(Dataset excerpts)

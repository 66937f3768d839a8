//! Coordinate validation and point filtering.

use crate::error::{GeobinError, Result};
use geo::{Centroid, MultiPoint};
use geobin_types::point::Point;
use geobin_types::record::{FieldValue, RecordTable};
use std::collections::BTreeMap;

/// Validates a longitude/latitude pair.
///
/// Longitude: [-180.0, 180.0], Latitude: [-90.0, 90.0]
///
/// # Examples
///
/// ```
/// use geobin::compute::validation::validate_geographic_point;
///
/// assert!(validate_geographic_point(35.6895, 139.6917).is_ok());
/// assert!(validate_geographic_point(95.0, 139.0).is_err());
/// assert!(validate_geographic_point(35.0, f64::NAN).is_err());
/// ```
pub fn validate_geographic_point(lat: f64, lon: f64) -> Result<()> {
    if !lon.is_finite() {
        return Err(GeobinError::InvalidInput(format!(
            "Longitude must be finite, got: {}",
            lon
        )));
    }

    if !lat.is_finite() {
        return Err(GeobinError::InvalidInput(format!(
            "Latitude must be finite, got: {}",
            lat
        )));
    }

    if !(-180.0..=180.0).contains(&lon) {
        return Err(GeobinError::InvalidInput(format!(
            "Longitude out of range [-180.0, 180.0]: {}",
            lon
        )));
    }

    if !(-90.0..=90.0).contains(&lat) {
        return Err(GeobinError::InvalidInput(format!(
            "Latitude out of range [-90.0, 90.0]: {}",
            lat
        )));
    }

    Ok(())
}

/// Points that survived filtering, plus how many records were dropped.
#[derive(Debug, Clone, PartialEq)]
pub struct FilterOutcome {
    pub points: Vec<Point>,
    pub dropped: usize,
}

impl FilterOutcome {
    /// Arithmetic mean of the surviving coordinates.
    pub fn centroid(&self) -> Result<geo::Point<f64>> {
        centroid(&self.points)
    }
}

/// Turn raw records into valid [`Point`]s.
///
/// A missing coordinate column is fatal and reported once. Rows whose
/// coordinate is null, non-numeric or out of range are dropped and counted.
/// All remaining columns are carried into each point's field map. If no
/// row survives the result is [`GeobinError::EmptyInput`].
///
/// # Examples
///
/// ```
/// use geobin::compute::validation::filter_points;
/// use geobin_types::record::{FieldValue, RecordTable};
///
/// let table = RecordTable::from_rows(
///     vec!["lat".into(), "lon".into()],
///     vec![
///         vec![35.0.into(), 139.0.into()],
///         vec![35.1.into(), FieldValue::Null],
///     ],
/// );
///
/// let outcome = filter_points(&table, "lat", "lon").unwrap();
/// assert_eq!(outcome.points.len(), 1);
/// assert_eq!(outcome.dropped, 1);
/// ```
pub fn filter_points(table: &RecordTable, lat_column: &str, lon_column: &str) -> Result<FilterOutcome> {
    let lat_idx = table
        .column_index(lat_column)
        .ok_or_else(|| GeobinError::ColumnMissing(lat_column.to_string()))?;
    let lon_idx = table
        .column_index(lon_column)
        .ok_or_else(|| GeobinError::ColumnMissing(lon_column.to_string()))?;

    let mut points = Vec::with_capacity(table.len());
    let mut dropped = 0usize;

    for (row_idx, row) in table.rows().iter().enumerate() {
        let coords = row[lat_idx].as_f64().zip(row[lon_idx].as_f64());
        let Some((lat, lon)) = coords else {
            dropped += 1;
            continue;
        };

        if let Err(e) = validate_geographic_point(lat, lon) {
            log::trace!("dropping row {}: {}", row_idx, e);
            dropped += 1;
            continue;
        }

        let fields: BTreeMap<String, FieldValue> = table
            .columns()
            .iter()
            .zip(row.iter())
            .enumerate()
            .filter(|(idx, _)| *idx != lat_idx && *idx != lon_idx)
            .map(|(_, (name, value))| (name.clone(), value.clone()))
            .collect();

        points.push(Point::new(lat, lon, fields));
    }

    if points.is_empty() {
        return Err(GeobinError::EmptyInput { dropped });
    }

    if dropped > 0 {
        log::debug!(
            "filtered {} records: {} valid, {} dropped",
            table.len(),
            points.len(),
            dropped
        );
    }

    Ok(FilterOutcome { points, dropped })
}

/// Arithmetic mean of latitude and longitude over `points`, as a
/// `geo::Point` (x = lon, y = lat).
///
/// Fails with [`GeobinError::EmptyInput`] for an empty slice.
pub fn centroid(points: &[Point]) -> Result<geo::Point<f64>> {
    let multi: MultiPoint<f64> = points.iter().map(|p| *p.location()).collect();
    multi
        .centroid()
        .ok_or(GeobinError::EmptyInput { dropped: 0 })
}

• _The problem_
Repeat the entries exactly as they appear.

• _Result of the exercise_
repository 66937f3768d839a8
//! Coordinate validation and point filtering.

use crate::error::{GeobinError, Result};
use geo::{Centroid, MultiPoint};
use geobin_types::point::Point;
use geobin_types::record::{FieldValue, RecordTable};
use std::collections::BTreeMap;

/// Validates a longitude/latitude pair.
///
/// Longitude: [-180.0, 180.0], Latitude: [-90.0, 90.0]
///
/// # Examples
///
/// ```
/// use geobin::compute::validation::validate_geographic_point;
///
/// assert!(validate_geographic_point(35.6895, 139.6917).is_ok());
/// assert!(validate_geographic_point(95.0, 139.0).is_err());
/// assert!(validate_geographic_point(35.0, f64::NAN).is_err());
/// ```
pub fn validate_geographic_point(lat: f64, lon: f64) -> Result<()> {
    if !lon.is_finite() {
        return Err(GeobinError::InvalidInput(format!(
            "Longitude must be finite, got: {}",
            lon
        )));
    }

    if !lat.is_finite() {
        return Err(GeobinError::InvalidInput(format!(
            "Latitude must be finite, got: {}",
            lat
        )));
    }

    if !(-180.0..=180.0).contains(&lon) {
        return Err(GeobinError::InvalidInput(format!(
            "Longitude out of range [-180.0, 180.0]: {}",
            lon
        )));
    }

    if !(-90.0..=90.0).contains(&lat) {
        return Err(GeobinError::InvalidInput(format!(
            "Latitude out of range [-90.0, 90.0]: {}",
            lat
        )));
    }

    Ok(())
}

/// Points that survived filtering, plus how many records were dropped.
#[derive(Debug, Clone, PartialEq)]
pub struct FilterOutcome {
    pub points: Vec<Point>,
    pub dropped: usize,
}

impl FilterOutcome {
    /// Arithmetic mean of the surviving coordinates.
    pub fn centroid(&self) -> Result<geo::Point<f64>> {
        centroid(&self.points)
    }
}

/// Turn raw records into valid [`Point`]s.
///
/// A missing coordinate column is fatal and reported once. Rows whose
/// coordinate is null, non-numeric or out of range are dropped and counted.
/// All remaining columns are carried into each point's field map. If no
/// row survives the result is [`GeobinError::EmptyInput`].
///
/// # Examples
///
/// ```
/// use geobin::compute::validation::filter_points;
/// use geobin_types::record::{FieldValue, RecordTable};
///
/// let table = RecordTable::from_rows(
///     vec!["lat".into(), "lon".into()],
///     vec![
///         vec![35.0.into(), 139.0.into()],
///         vec![35.1.into(), FieldValue::Null],
///     ],
/// );
///
/// let outcome = filter_points(&table, "lat", "lon").unwrap();
/// assert_eq!(outcome.points.len(), 1);
/// assert_eq!(outcome.dropped, 1);
/// ```
pub fn filter_points(table: &RecordTable, lat_column: &str, lon_column: &str) -> Result<FilterOutcome> {
    let lat_idx = table
        .column_index(lat_column)
        .ok_or_else(|| GeobinError::ColumnMissing(lat_column.to_string()))?;
    let lon_idx = table
        .column_index(lon_column)
        .ok_or_else(|| GeobinError::ColumnMissing(lon_column.to_string()))?;

    let mut points = Vec::with_capacity(table.len());
    let mut dropped = 0usize;

    for (row_idx, row) in table.rows().iter().enumerate() {
        let coords = row[lat_idx].as_f64().zip(row[lon_idx].as_f64());
        let Some((lat, lon)) = coords else {
            dropped += 1;
            continue;
        };

        if let Err(e) = validate_geographic_point(lat, lon) {
            log::trace!("dropping row {}: {}", row_idx, e);
            dropped += 1;
            continue;
        }

        let fields: BTreeMap<String, FieldValue> = table
            .columns()
            .iter()
            .zip(row.iter())
            .enumerate()
            .filter(|(idx, _)| *idx != lat_idx && *idx != lon_idx)
            .map(|(_, (name, value))| (name.clone(), value.clone()))
            .collect();

        points.push(Point::new(lat, lon, fields));
    }

    if points.is_empty() {
        return Err(GeobinError::EmptyInput { dropped });
    }

    if dropped > 0 {
        log::debug!(
            "filtered {} records: {} valid, {} dropped",
            table.len(),
            points.len(),
            dropped
        );
    }

    Ok(FilterOutcome { points, dropped })
}

/// Arithmetic mean of latitude and longitude over `points`, as a
/// `geo::Point` (x = lon, y = lat).
///
/// Fails with [`GeobinError::EmptyInput`] for an empty slice.
pub fn centroid(points: &[Point]) -> Result<geo::Point<f64>> {
    let multi: MultiPoint<f64> = points.iter().map(|p| *p.location()).collect();
    multi
        .centroid()
        .ok_or(GeobinError::EmptyInput { dropped: 0 })
}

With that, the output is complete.